Direct variation is found in 1839 in Introduction to the Literature of Europe in the Fifteenth, Sixteenth, and Seventeenth Centuries by Henry Hallam [Google print search].

The term DIRECTION COEFFICIENT (for cos x + i sin x) is due to Hankel (1867) (Smith, 1906).

Direction coefficient is found in English in a 1902 reprint, 1896 copyright, of a translation of the fourth German edition of Elements of the Theory of Functions of a Complex Variable by H. Durège. The first edition of Durège’s work appeared in 1864 and the second edition in 1873 and the title was Theorie der Functionen. [Google print search by James A. Landau]

Argand used the term direction factor (Smith, 1906).

Cauchy used the term reduced form (l'expression réduite) (Smith, 1906).

DIRECTION FIELD is found in the context of an alternating current through a coil in 1900 in The Builder [Google print search by James A. Landau].

Direction field is found in 1910 in "The Theorem of Thomson and Tait and Natural Families of Trajectories" by Edward Kasner in Transactions of the American Mathematical Society, Vol. 11, No. 2 (Apr., 1910), pp. 121-140. [JSTOR serach]

See SLOPE FIELD.

DIRECTIONAL DERIVATIVE is found in 1899 in A Short Table of Integrals by B. O. Pierce: “The directional derivative of any scalar point function, u, at any point, P, in any fixed direction PQ’, is the limit, as PQ approaches zero, of the ratio of uQ - uP to PQ, where Q is a point on the straight line PQ’ between P and Q’. [Google print search by James A. Landau]

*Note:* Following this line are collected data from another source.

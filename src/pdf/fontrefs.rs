//! Which fonts a page uses, and which of them must be replaced
//!
//! Fonts are found in the page's own resources and in the resources of every
//! Form XObject the page draws. Each font is attributed to the content stream
//! that selects it: the page `/Contents`, or the XObject's stream.

use std::collections::{BTreeMap, BTreeSet};

use lopdf::{Dictionary, Document, Object, ObjectId};
use log::debug;

use super::resources::{page_resources, resolve_dict, resource_category};
use crate::error::Result;
use crate::fonts::ReplacementFont;

/// The content stream(s) a font resource name is used from
#[derive(Debug, Clone, Copy, PartialEq, Eq, PartialOrd, Ord, Hash)]
pub enum StreamOwner {
    /// The page's own `/Contents` streams
    Page,
    /// A Form XObject stream
    XObject(ObjectId),
}

/// A font resource as seen from a page
#[derive(Debug, Clone, PartialEq)]
pub struct PageFont {
    /// Resource name, e.g. `F1`
    pub resource: String,
    /// `/BaseFont`, including any subset tag
    pub base_font: String,
    /// `/Subtype`, e.g. `TrueType`
    pub subtype: String,
    /// Where the resource name is used
    pub owner: StreamOwner,
    /// Object ID of the font dictionary, when it is indirect
    pub font_id: Option<ObjectId>,
}

/// Reference names of fonts to remove, grouped by content stream owner
///
/// Each reference is stored the way it appears in a content stream line:
/// a slash, the resource name and a trailing space (`b"/F1 "`).
#[derive(Debug, Clone, Default, PartialEq)]
pub struct FontRefs {
    refs: BTreeMap<StreamOwner, Vec<Vec<u8>>>,
}

impl FontRefs {
    pub fn is_empty(&self) -> bool {
        self.refs.is_empty()
    }

    pub fn insert(&mut self, owner: StreamOwner, resource: &str) {
        let reference = format!("/{} ", resource).into_bytes();
        let list = self.refs.entry(owner).or_default();
        if !list.contains(&reference) {
            list.push(reference);
        }
    }

    /// Reference names for one owner
    pub fn get(&self, owner: &StreamOwner) -> Option<&[Vec<u8>]> {
        self.refs.get(owner).map(|v| v.as_slice())
    }

    pub fn iter(&self) -> impl Iterator<Item = (&StreamOwner, &Vec<Vec<u8>>)> {
        self.refs.iter()
    }
}

/// List every font resource reachable from a page
pub fn list_page_fonts(doc: &Document, page_id: ObjectId) -> Result<Vec<PageFont>> {
    let resources = page_resources(doc, page_id)?;
    let mut fonts = Vec::new();
    let mut visited = BTreeSet::new();
    collect_fonts(doc, &resources, StreamOwner::Page, &mut visited, &mut fonts);
    Ok(fonts)
}

fn collect_fonts(
    doc: &Document,
    resources: &Dictionary,
    owner: StreamOwner,
    visited: &mut BTreeSet<ObjectId>,
    out: &mut Vec<PageFont>,
) {
    if let Some(font_dict) = resource_category(doc, resources, b"Font") {
        for (name, value) in font_dict.iter() {
            let font_id = match value {
                Object::Reference(id) => Some(*id),
                _ => None,
            };
            let Some(font) = resolve_dict(doc, value) else { continue };
            out.push(PageFont {
                resource: String::from_utf8_lossy(name).into_owned(),
                base_font: name_entry(font, b"BaseFont"),
                subtype: name_entry(font, b"Subtype"),
                owner,
                font_id,
            });
        }
    }

    let Some(xobjects) = resource_category(doc, resources, b"XObject") else { return };
    for (_, value) in xobjects.iter() {
        let Object::Reference(xobject_id) = value else { continue };
        if !visited.insert(*xobject_id) {
            continue;
        }
        let Ok(Object::Stream(stream)) = doc.get_object(*xobject_id) else { continue };
        let is_form = matches!(stream.dict.get(b"Subtype"), Ok(Object::Name(n)) if n == b"Form");
        if !is_form {
            continue;
        }
        // A form without its own resources uses the ones it is drawn with
        let form_resources = stream
            .dict
            .get(b"Resources")
            .ok()
            .and_then(|r| resolve_dict(doc, r))
            .unwrap_or(resources);
        collect_fonts(doc, form_resources, StreamOwner::XObject(*xobject_id), visited, out);
    }
}

fn name_entry(dict: &Dictionary, key: &[u8]) -> String {
    match dict.get(key) {
        Ok(Object::Name(n)) => String::from_utf8_lossy(n).into_owned(),
        Ok(obj @ Object::String(..)) => obj
            .as_str()
            .map(|s| String::from_utf8_lossy(s).into_owned())
            .unwrap_or_default(),
        _ => String::new(),
    }
}

/// Reference names of the fonts on a page that must be replaced
///
/// Every font whose base name (subset tag removed) differs from the
/// replacement font is to be replaced. An empty result means the page has
/// nothing to replace.
pub fn get_page_fontrefs(
    doc: &Document,
    page_id: ObjectId,
    replacement: &ReplacementFont,
) -> Result<FontRefs> {
    let mut refs = FontRefs::default();
    for font in list_page_fonts(doc, page_id)? {
        if replacement.matches_base_font(&font.base_font) {
            debug!("Font /{} is already {}, keeping it", font.resource, replacement.name());
            continue;
        }
        refs.insert(font.owner, &font.resource);
    }
    Ok(refs)
}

DIRECTRIX. According to the DSB, Jan de Witt (1625-1672) "is credited with introducing the term 'directrix' for the parabola, but it is clear from his derivation that he does not use the term for the fixed line of our focus-directrix definition."

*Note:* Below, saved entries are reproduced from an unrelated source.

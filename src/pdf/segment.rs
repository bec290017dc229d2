//! Cutting extracted spans into the units that get re-drawn

use crate::geometry::{Point, Rect};

use super::extract::TextSpan;

/// Unit of text that is re-drawn as a whole
#[derive(Debug, Clone, Copy, PartialEq, Eq)]
pub enum Granularity {
    /// Whole spans
    Span,
    /// Whitespace separated words inside a span
    Word,
}

/// A piece of text to re-draw, with where and how it was drawn originally
#[derive(Debug, Clone, PartialEq)]
pub struct Segment {
    pub text: String,
    pub origin: Point,
    pub bbox: Rect,
    /// Font size of the span the text came from
    pub size: f32,
    /// sRGB `0xRRGGBB`
    pub color: u32,
}

/// Replace the Unicode replacement character with a pilcrow
///
/// Undecodable codes come out of extraction as U+FFFD; a visible mark keeps
/// them noticeable in the re-drawn text.
pub fn sanitize(text: &str) -> String {
    text.replace('\u{FFFD}', "\u{B6}")
}

fn is_whitespace(text: &str) -> bool {
    !text.is_empty() && text.chars().all(char::is_whitespace)
}

/// Split a span into words
///
/// Whitespace ends the current word. A word takes the origin of its first
/// non-space character and the union of its characters' boxes. Empty words
/// are dropped.
pub fn words(span: &TextSpan) -> Vec<Segment> {
    let mut words: Vec<(String, Option<Point>, Rect)> = Vec::new();
    for ch in &span.chars {
        if is_whitespace(&ch.text) {
            words.push((String::new(), None, Rect::default()));
            continue;
        }
        if words.is_empty() {
            words.push((String::new(), None, Rect::default()));
        }
        if let Some((text, origin, bbox)) = words.last_mut() {
            origin.get_or_insert(ch.origin);
            *bbox = bbox.union(&ch.bbox);
            text.push_str(&ch.text);
        }
    }

    words
        .into_iter()
        .filter_map(|(text, origin, bbox)| {
            origin.map(|origin| Segment {
                text: sanitize(&text),
                origin,
                bbox,
                size: span.size,
                color: span.color,
            })
        })
        .collect()
}

/// The re-draw units of a span at the given granularity
pub fn segments(span: &TextSpan, granularity: Granularity) -> Vec<Segment> {
    match granularity {
        Granularity::Word => words(span),
        Granularity::Span => vec![Segment {
            text: sanitize(&span.text),
            origin: span.origin,
            bbox: span.bbox,
            size: span.size,
            color: span.color,
        }],
    }
}

#[cfg(test)]
mod tests {
    use super::*;
    use crate::pdf::extract::TextChar;

    fn span(text: &str) -> TextSpan {
        // Each char 5 wide, 10 tall, starting at x = 100
        let chars: Vec<TextChar> = text
            .chars()
            .enumerate()
            .map(|(i, c)| {
                let x = 100.0 + 5.0 * i as f32;
                TextChar {
                    text: c.to_string(),
                    origin: Point::new(x, 500.0),
                    bbox: Rect::new(x, 498.0, x + 5.0, 508.0),
                }
            })
            .collect();
        TextSpan {
            font: "Helvetica".to_string(),
            size: 10.0,
            color: 0x336699,
            origin: Point::new(100.0, 500.0),
            bbox: Rect::new(100.0, 498.0, 100.0 + 5.0 * chars.len() as f32, 508.0),
            text: text.to_string(),
            chars,
        }
    }

    #[test]
    fn test_words_split_on_whitespace() {
        let words = words(&span("ab  cd"));
        assert_eq!(words.len(), 2);
        assert_eq!(words[0].text, "ab");
        assert_eq!(words[0].origin, Point::new(100.0, 500.0));
        assert_eq!(words[0].bbox, Rect::new(100.0, 498.0, 110.0, 508.0));
        assert_eq!(words[1].text, "cd");
        assert_eq!(words[1].origin, Point::new(120.0, 500.0));
        assert_eq!(words[1].color, 0x336699);
        assert_eq!(words[1].size, 10.0);
    }

    #[test]
    fn test_leading_and_trailing_space() {
        let words = words(&span(" x "));
        assert_eq!(words.len(), 1);
        assert_eq!(words[0].text, "x");
        assert_eq!(words[0].origin, Point::new(105.0, 500.0));
    }

    #[test]
    fn test_only_whitespace_has_no_words() {
        assert!(words(&span("   ")).is_empty());
    }

    #[test]
    fn test_sanitize() {
        assert_eq!(sanitize("a\u{FFFD}b"), "a\u{B6}b");
        let segments = segments(&span("x\u{FFFD}"), Granularity::Span);
        assert_eq!(segments.len(), 1);
        assert_eq!(segments[0].text, "x\u{B6}");
    }
}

DIRICHLET INTEGRAL AND DIRICHLET DISTRIBUTION. Several integrals are associated with Lejeune Dirichlet: see MathWorld: Dirichlet Integrals. One is associated with DIRICHLET’S PRINCIPLE. Another, considered here, is a multivariable extension of the BETA-FUNCTION, which was first presented in Dirichlet’s “Sur une nouvelle méthode pour la détermination des intégrales multiples,” Journal de mathématiques pures et appliquées (Liouville) 4 1839) 164-9. The associated probability distribution, a generalisation of the BETA-DISTRIBUTION, is given in W. G. Madow’s “Contributions to the Theory of Multivariate Statistical Analysis,” Transactions of the American Mathematical Society, 44, (1938), 454-495. (JSTOR search.) However, it seems that the distribution is much older and even predates Dirichlet: it appears in a Bayesian analysis in Laplace’s “Mémoire sur les probabilités,” Mémoires de l'Académie royale des sciences de Paris, 1778, pp. 227-332. For this and other appearances of the distribution, see R. D. Gupta, and D. St. Richards “The History of the Dirichlet and Liouville Distributions,” International Statistical Review, 69, (2001), 433-446. See also Wikipedia: Dirichlet distribution. [John Aldrich]

Dirichlet’s integral is found in English in 1851 in “On the index symble of homogeneous functions” by Robert Carmichael in The Cambridge and Dublin Mathematical Journal: “It will be seen that this result bears a strong resemblance to Liouville’s well-known extension of Dirichlet’s Integral.” [Google print search by James A. Landau]

DIRICHLET’S PRINCIPLE and PROBLEM. According to G. Birkhoff & E. Kreyszig “The Establishment of Functional Analysis,” Historia Mathematica, 11, p. 271 the problem which involves the solution of a certain partial differential equation had been posed by Gauss in 1840 and discussed by W. Thomson in 1847 around the time Dirichlet treated it in his lectures. Dirichlet’s contribution appeared as “Ueber einen neuen Ausdruck zur Bestimmung der Dichtigkeit einer unendlich dünnen Kugelschale, wenn der Werth des Potentials derselben in jedem Punkte ihrer Obertläche gegeben ist,” Abhandlungen der Königlich Preussischen Akademie der Wissenchaften von 1850, S. 99-116. See Werke 2 p. 69. Riemann introduced the term Dirichlet principle (Dirichlet’sches Princip) for the method of solving the problem by finding the function that minimises a certain integral and which Dirichlet had described in his lectures: see Riemann’s “Grundlagen für eine allgemeine Theorie der Funktionen einer veränderlichen komplexen Grösse” (1851) in Werke 1 p. 47. See the Encyclopaedia of Mathematics entries Dirichlet problem and Dirichlet principle.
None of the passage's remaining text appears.